Work to be completed: Scanning the entries below, copy every line that contains the word "Failed".
[[ Exercise materials, beginning ]]
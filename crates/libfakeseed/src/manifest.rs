use std::path::Path;

use anyhow::Context;
use libfakeseed_core::TorrentMeta;

/// Reads a JSON array of torrents, e.g.
///
/// ```json
/// [{"info_hash": "…40 hex chars…", "name": "x", "announce": "http://t/announce",
///   "announce-list": [["http://t/announce"], ["udp://u:1337"]]}]
/// ```
pub fn load_manifest(path: &Path) -> anyhow::Result<Vec<TorrentMeta>> {
    let content = std::fs::read_to_string(path)
        .with_context(|| format!("error reading torrent manifest {path:?}"))?;
    parse_manifest(&content).with_context(|| format!("error parsing torrent manifest {path:?}"))
}

pub fn parse_manifest(content: &str) -> anyhow::Result<Vec<TorrentMeta>> {
    let torrents: Vec<TorrentMeta> = serde_json::from_str(content)?;
    Ok(torrents)
}

#[cfg(test)]
mod tests {
    use super::*;

    #[test]
    fn test_parse_manifest() {
        let hash = "a".repeat(40);
        let torrents = parse_manifest(&format!(
            r#"[
                {{"info_hash": "{hash}", "name": "one", "size": 10, "announce": "http://t/a"}},
                {{"info_hash": "{hash}", "announce_list": [["udp://u:1"]]}}
            ]"#
        ))
        .unwrap();
        assert_eq!(torrents.len(), 2);
        assert_eq!(torrents[0].display_name(), "one");
        assert_eq!(torrents[0].size, 10);
        assert_eq!(torrents[1].announce_list, vec![vec!["udp://u:1".to_owned()]]);
    }

    #[test]
    fn test_bad_manifest() {
        assert!(parse_manifest(r#"[{"name": "no hash"}]"#).is_err());
        assert!(parse_manifest(r#"{"info_hash": "00"}"#).is_err());
    }
}
use std::{sync::Arc, time::Duration};

use tokio::{
    sync::{mpsc, watch},
    time::Instant,
};
use tracing::{debug, info, warn};
use tracker_comms::AnnounceEvent;

use crate::{tracker::MAX_RETRY_DELAY, trackers::Tier};

use super::{
    OrchestratorStatus, StopRequest, TorrentAnnouncer, announce_stop,
    tier::{TierLoopHandle, TierReport, TierState, start_tier_loop},
};

/// How long to wait before moving on from a tier whose loop can't be started.
const TIER_SETTLE_DELAY: Duration = Duration::from_secs(5);

enum Slot {
    Idle(Tier),
    Running(TierLoopHandle),
    /// The tier loop died and took the tier with it.
    Lost,
}

struct PendingTier {
    tier: usize,
    at: Instant,
}

/// Announces to one tier at a time. A dead tier hands over to the next one; once a tier
/// other than the first is alive, the first tier gets another chance after an interval.
pub struct FallbackOrchestrator {
    tiers: Vec<Tier>,
}

struct FallbackRun {
    slots: Vec<Slot>,
    active: usize,
    generation: u64,
    succeeded_once: bool,
    pending: Option<PendingTier>,
    announcer: Arc<dyn TorrentAnnouncer>,
    reports_tx: mpsc::UnboundedSender<TierReport>,
    status_tx: watch::Sender<OrchestratorStatus>,
}

impl FallbackOrchestrator {
    pub fn new(tiers: Vec<Tier>) -> Self {
        Self { tiers }
    }

    pub fn tiers(&self) -> &[Tier] {
        &self.tiers
    }

    pub(crate) async fn run(
        self,
        announcer: Arc<dyn TorrentAnnouncer>,
        mut control_rx: mpsc::Receiver<StopRequest>,
        status_tx: watch::Sender<OrchestratorStatus>,
    ) -> anyhow::Result<()> {
        let (reports_tx, mut reports_rx) = mpsc::unbounded_channel();
        let mut run = FallbackRun {
            slots: self.tiers.into_iter().map(Slot::Idle).collect(),
            active: 0,
            generation: 0,
            succeeded_once: false,
            pending: None,
            announcer,
            reports_tx,
            status_tx,
        };
        if run.slots.is_empty() {
            anyhow::bail!("no tiers to announce to");
        }
        run.start_tier(0);

        loop {
            let pending_at = run.pending.as_ref().map(|p| p.at);
            tokio::select! {
                req = control_rx.recv() => {
                    let deadline = req
                        .as_ref()
                        .map(|r| r.deadline)
                        .unwrap_or_else(|| Instant::now() + super::STOP_ANNOUNCE_TIMEOUT);
                    run.shutdown(deadline).await;
                    if let Some(req) = req {
                        let _ = req.ack.send(());
                    }
                    return Ok(());
                }
                Some(report) = reports_rx.recv() => run.on_report(report).await,
                _ = tokio::time::sleep_until(pending_at.unwrap_or_else(Instant::now)), if pending_at.is_some() => {
                    if let Some(p) = run.pending.take() {
                        run.start_tier(p.tier);
                    }
                }
            }
        }
    }
}

impl FallbackRun {
    fn set_status(&self, status: OrchestratorStatus) {
        debug!(?status, "orchestrator status");
        let _ = self.status_tx.send(status);
    }

    fn start_tier(&mut self, pos: usize) {
        match std::mem::replace(&mut self.slots[pos], Slot::Lost) {
            Slot::Idle(tier) => {
                self.generation += 1;
                let event = if self.succeeded_once {
                    AnnounceEvent::None
                } else {
                    AnnounceEvent::Started
                };
                debug!(tier = tier.index(), position = pos, %event, "starting tier");
                self.slots[pos] = Slot::Running(start_tier_loop(
                    tier,
                    pos,
                    self.generation,
                    event,
                    self.announcer.clone(),
                    self.reports_tx.clone(),
                ));
                self.active = pos;
                self.set_status(OrchestratorStatus::Announcing { tier: pos });
            }
            running @ Slot::Running(_) => self.slots[pos] = running,
            Slot::Lost => {
                let next = (pos + 1) % self.slots.len();
                warn!(position = pos, next, "tier is gone, skipping it");
                self.active = pos;
                self.pending = Some(PendingTier {
                    tier: next,
                    at: Instant::now() + TIER_SETTLE_DELAY,
                });
                self.set_status(OrchestratorStatus::WaitingForTier { current: pos, next });
            }
        }
    }

    /// Stops the tier loop at `pos` and parks the tier. Returns its last known interval.
    async fn stop_tier(&mut self, pos: usize) -> Duration {
        match std::mem::replace(&mut self.slots[pos], Slot::Lost) {
            Slot::Running(handle) => match handle.stop().await {
                Some(tier) => {
                    let interval = tier.last_known_interval();
                    self.slots[pos] = Slot::Idle(tier);
                    interval
                }
                None => {
                    warn!(position = pos, "tier loop was already dead");
                    Duration::ZERO
                }
            },
            Slot::Idle(tier) => {
                let interval = tier.last_known_interval();
                self.slots[pos] = Slot::Idle(tier);
                interval
            }
            Slot::Lost => Duration::ZERO,
        }
    }

    async fn on_report(&mut self, report: TierReport) {
        if report.generation != self.generation || report.tier != self.active {
            return;
        }
        match report.state {
            TierState::Alive => {
                self.succeeded_once = true;
                if self.active == 0 {
                    return;
                }
                let current = self.active;
                let interval = self.stop_tier(current).await.min(MAX_RETRY_DELAY);
                info!(position = current, ?interval, "tier alive, going back to the first tier");
                self.pending = Some(PendingTier {
                    tier: 0,
                    at: Instant::now() + interval,
                });
                self.set_status(OrchestratorStatus::WaitingForTier { current, next: 0 });
            }
            TierState::Dead => {
                let current = self.active;
                let interval = self.stop_tier(current).await.min(MAX_RETRY_DELAY);
                let next = (current + 1) % self.slots.len();
                if next == 0 {
                    info!(position = current, ?interval, "every tier is dead, starting over");
                    self.pending = Some(PendingTier {
                        tier: 0,
                        at: Instant::now() + interval,
                    });
                    self.set_status(OrchestratorStatus::WaitingForTier { current, next });
                } else {
                    info!(position = current, next, "tier dead, moving on");
                    self.start_tier(next);
                }
            }
        }
    }

    async fn shutdown(&mut self, deadline: Instant) {
        self.pending = None;
        let active = self.active;
        if tokio::time::timeout_at(deadline, self.stop_tier(active))
            .await
            .is_err()
        {
            warn!(position = active, "timed out stopping tier loop");
        }
        let started = self
            .slots
            .iter()
            .filter_map(|s| match s {
                Slot::Idle(tier) => Some(tier.started_trackers()),
                _ => None,
            })
            .flatten()
            .collect();
        announce_stop(&self.announcer, started).await;
        self.set_status(OrchestratorStatus::Stopped);
    }
}
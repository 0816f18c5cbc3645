//! lps25hb-emul - In-memory kernel for hosting the LPS25HB driver
//!
//! This crate provides [`EmulatedKernel`], an implementation of the host
//! traits from `lps25hb-core` that keeps every kernel object in memory:
//! device-number regions, classes, device nodes, character devices, an SPI
//! bus with devicetree matching, and a small VFS for opening nodes. It's
//! useful for testing and development without a real kernel.
//!
//! # Example
//!
//! ```ignore
//! use lps25hb_core::{host::FileMode, DriverConfig, DriverRegistry};
//! use lps25hb_emul::{Board, EmulatedKernel};
//! use std::sync::Arc;
//!
//! let kernel = Arc::new(EmulatedKernel::new());
//! kernel.populate(&Board::default())?;
//! let driver = DriverRegistry::init(kernel.clone(), DriverConfig::default())?;
//!
//! let fd = kernel.open("/dev/barometer0", FileMode::READ)?;
//! let mut buf = [0u8; 64];
//! assert_eq!(kernel.read(fd, &mut buf)?, 0);
//! kernel.close(fd)?;
//!
//! driver.exit();
//! assert!(kernel.resources().is_empty());
//! ```

pub mod board;
pub mod kernel;

pub use board::{Board, BoardError, PeripheralDef};
pub use kernel::{EmulatedKernel, Fd, HostOp, NodeInfo, ResourceSummary};

#[cfg(test)]
mod tests;
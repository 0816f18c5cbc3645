//! Host kernel interface
//!
//! The driver never talks to a kernel directly. It is written against the
//! traits in this module, which cover the three subsystems it binds to:
//!
//! - [`CharDevHost`]: device-number regions and `cdev` registration
//! - [`ClassHost`]: device classes and the user-visible device nodes
//! - [`SpiHost`]: SPI driver registration and devicetree matching
//!
//! Callbacks flow the other way through [`SpiDriver`] (bind/unbind) and
//! [`FileOperations`] (open/read/release). Hosts decide on which thread
//! these run; the driver only assumes that each call is synchronous.

mod file;
mod spi;
mod traits;

pub use file::{File, FileMode, FileOperations, Inode};
pub use spi::{PeripheralId, SpiMode, SpiPeripheral};
pub use traits::{
    Cdev, CdevHandle, CharDevHost, ClassHandle, ClassHost, Host, NodeHandle, SpiDriver, SpiHost,
};
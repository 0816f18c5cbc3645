//! Board description files
//!
//! A board file lists the SPI peripherals the devicetree would declare, in
//! RON format:
//!
//! ```ron
//! (
//!     name: Some("rpi-baro-hat"),
//!     peripherals: [
//!         (bus: 0, chip_select: 0, compatible: ["mr,lps25hb"], max_speed_hz: 1000000, mode: 3),
//!         (bus: 0, chip_select: 1, compatible: ["mr,lps25hb"]),
//!     ],
//! )
//! ```

use lps25hb_core::host::{PeripheralId, SpiMode, SpiPeripheral};
use lps25hb_core::DriverConfig;
use std::collections::HashSet;
use std::fs;
use std::path::{Path, PathBuf};
use thiserror::Error;

/// Errors while loading a board or driver configuration file
#[derive(Debug, Error)]
pub enum BoardError {
    /// Failed to read the file
    #[error("Failed to read {path}: {source}")]
    Io {
        path: PathBuf,
        #[source]
        source: std::io::Error,
    },

    /// RON syntax or schema error
    #[error("Parse error: {0}")]
    Parse(#[from] ron::error::SpannedError),

    /// The file parsed but describes an impossible board
    #[error("Invalid board: {0}")]
    Validation(String),
}

/// One SPI peripheral declared on the board
#[derive(Debug, Clone, PartialEq, Eq, serde::Deserialize)]
pub struct PeripheralDef {
    /// SPI bus number
    pub bus: u16,
    /// Chip select on that bus
    pub chip_select: u8,
    /// Devicetree compatible list, most specific first
    pub compatible: Vec<String>,
    /// Maximum clock speed in Hz
    #[serde(default)]
    pub max_speed_hz: u32,
    /// Raw SPI mode bits (CPHA=1, CPOL=2, CS_HIGH=4, LSB_FIRST=8, 3WIRE=16)
    #[serde(default)]
    pub mode: u32,
}

impl PeripheralDef {
    /// An LPS25HB at `bus`/`chip_select`, 1 MHz, mode 3
    pub fn lps25hb(bus: u16, chip_select: u8) -> Self {
        Self {
            bus,
            chip_select,
            compatible: vec!["mr,lps25hb".into()],
            max_speed_hz: 1_000_000,
            mode: SpiMode::MODE_3.bits(),
        }
    }

    /// Build the host-side peripheral with the given identity
    pub fn to_peripheral(&self, id: PeripheralId) -> SpiPeripheral {
        let mode = SpiMode::from_bits_truncate(self.mode);
        self.compatible.iter().fold(
            SpiPeripheral::new(id, self.bus, self.chip_select)
                .with_speed(self.max_speed_hz)
                .with_mode(mode),
            |spi, compat| spi.with_compatible(compat.as_str()),
        )
    }
}

/// A set of peripherals to plug into the emulated kernel
#[derive(Debug, Clone, PartialEq, Eq, serde::Deserialize)]
pub struct Board {
    /// Board name, for display
    #[serde(default)]
    pub name: Option<String>,
    /// Declared SPI peripherals
    pub peripherals: Vec<PeripheralDef>,
}

impl Default for Board {
    /// One LPS25HB on `spi0.0`
    fn default() -> Self {
        Self {
            name: Some("default".into()),
            peripherals: vec![PeripheralDef::lps25hb(0, 0)],
        }
    }
}

impl Board {
    /// Parse a board from RON text
    pub fn from_ron_str(s: &str) -> Result<Self, BoardError> {
        let board: Board = ron::from_str(s)?;
        board.validate()?;
        Ok(board)
    }

    /// Load a board from a RON file
    pub fn from_file(path: &Path) -> Result<Self, BoardError> {
        let content = fs::read_to_string(path).map_err(|source| BoardError::Io {
            path: path.to_path_buf(),
            source,
        })?;
        Self::from_ron_str(&content)
    }

    /// Check for duplicate chip selects and unknown mode bits
    pub fn validate(&self) -> Result<(), BoardError> {
        let mut seen = HashSet::new();
        for def in &self.peripherals {
            if !seen.insert((def.bus, def.chip_select)) {
                return Err(BoardError::Validation(format!(
                    "duplicate peripheral spi{}.{}",
                    def.bus, def.chip_select
                )));
            }
            if SpiMode::from_bits(def.mode).is_none() {
                return Err(BoardError::Validation(format!(
                    "spi{}.{}: unknown mode bits 0x{:x}",
                    def.bus, def.chip_select, def.mode
                )));
            }
            if def.compatible.is_empty() {
                return Err(BoardError::Validation(format!(
                    "spi{}.{}: empty compatible list",
                    def.bus, def.chip_select
                )));
            }
        }
        Ok(())
    }

    /// Display name
    pub fn display_name(&self) -> &str {
        self.name.as_deref().unwrap_or("unnamed")
    }
}

/// Parse a driver configuration from RON text
pub fn driver_config_from_ron_str(s: &str) -> Result<DriverConfig, BoardError> {
    let config: DriverConfig = ron::from_str(s)?;
    config
        .validate()
        .map_err(|e| BoardError::Validation(e.to_string()))?;
    Ok(config)
}

/// Load a driver configuration from a RON file
pub fn driver_config_from_file(path: &Path) -> Result<DriverConfig, BoardError> {
    let content = fs::read_to_string(path).map_err(|source| BoardError::Io {
        path: path.to_path_buf(),
        source,
    })?;
    driver_config_from_ron_str(&content)
}
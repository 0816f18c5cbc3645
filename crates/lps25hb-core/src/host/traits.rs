//! Host subsystem traits

use super::file::FileOperations;
use super::spi::{PeripheralId, SpiPeripheral};
use crate::devnum::DevNum;
use crate::error::Result;
use crate::of::OfDeviceId;
use std::any::Any;
use std::fmt;
use std::sync::Arc;

/// Handle to a device class created by the host
#[derive(Debug, Clone, Copy, PartialEq, Eq, Hash)]
pub struct ClassHandle(pub u32);

/// Handle to a registered character device
#[derive(Debug, Clone, Copy, PartialEq, Eq, Hash)]
pub struct CdevHandle(pub u32);

/// Handle to a device node created through a class
#[derive(Debug, Clone, Copy, PartialEq, Eq, Hash)]
pub struct NodeHandle(pub u32);

/// An initialised character device, ready for [`CharDevHost::cdev_add`]
///
/// `container` is the object the cdev is embedded in. The host hands it back
/// to [`FileOperations::open`] through the [`Inode`](super::Inode), which is
/// how an open file finds its owning device.
#[derive(Clone)]
pub struct Cdev {
    /// File operations serving this device
    pub ops: &'static dyn FileOperations,
    /// Object owning the cdev
    pub container: Arc<dyn Any + Send + Sync>,
}

impl Cdev {
    /// Equivalent of `cdev_init`
    pub fn new(ops: &'static dyn FileOperations, container: Arc<dyn Any + Send + Sync>) -> Self {
        Self { ops, container }
    }
}

impl fmt::Debug for Cdev {
    fn fmt(&self, f: &mut fmt::Formatter<'_>) -> fmt::Result {
        f.debug_struct("Cdev").finish_non_exhaustive()
    }
}

/// Character-device subsystem
pub trait CharDevHost: Send + Sync {
    /// Reserve `count` device numbers with a dynamically chosen major
    ///
    /// Returns the first number of the region.
    fn alloc_chrdev_region(&self, first_minor: u32, count: u32, name: &str) -> Result<DevNum>;

    /// Release a region reserved by [`alloc_chrdev_region`](Self::alloc_chrdev_region)
    fn unregister_chrdev_region(&self, base: DevNum, count: u32);

    /// Make `cdev` live for `count` numbers starting at `first`
    fn cdev_add(&self, cdev: Cdev, first: DevNum, count: u32) -> Result<CdevHandle>;

    /// Remove a character device added with [`cdev_add`](Self::cdev_add)
    fn cdev_del(&self, cdev: CdevHandle);
}

/// Device class and device-node subsystem
pub trait ClassHost: Send + Sync {
    /// Create a device class visible to user space
    fn class_create(&self, name: &str) -> Result<ClassHandle>;

    /// Destroy a class created with [`class_create`](Self::class_create)
    fn class_destroy(&self, class: ClassHandle);

    /// Create the device node `name` for `devt`, parented to `parent`
    fn device_create(
        &self,
        class: ClassHandle,
        parent: Option<PeripheralId>,
        devt: DevNum,
        name: &str,
    ) -> Result<NodeHandle>;

    /// Destroy the node created for `devt` in `class`
    fn device_destroy(&self, class: ClassHandle, devt: DevNum);
}

/// SPI core
pub trait SpiHost: Send + Sync {
    /// Register a driver; matching peripherals may be probed before this returns
    fn spi_register_driver(&self, driver: Arc<dyn SpiDriver>) -> Result<()>;

    /// Unregister a driver, unbinding every peripheral bound to it
    fn spi_unregister_driver(&self, name: &str);
}

/// Driver side of the SPI core
pub trait SpiDriver: Send + Sync {
    /// Driver name
    fn name(&self) -> &str;

    /// Devicetree match table
    fn of_match_table(&self) -> &[OfDeviceId];

    /// Bind to a matching peripheral
    fn probe(&self, spi: &SpiPeripheral) -> Result<()>;

    /// Unbind from a peripheral previously bound by [`probe`](Self::probe)
    fn remove(&self, spi: &SpiPeripheral) -> Result<()>;
}

/// Everything the driver needs from its host
pub trait Host: CharDevHost + ClassHost + SpiHost {}

impl<T: CharDevHost + ClassHost + SpiHost + ?Sized> Host for T {}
[[ Exercise materials, end ]]
Solution:
    /// Failed to read the file
    #[error("Failed to read {path}: {source}")]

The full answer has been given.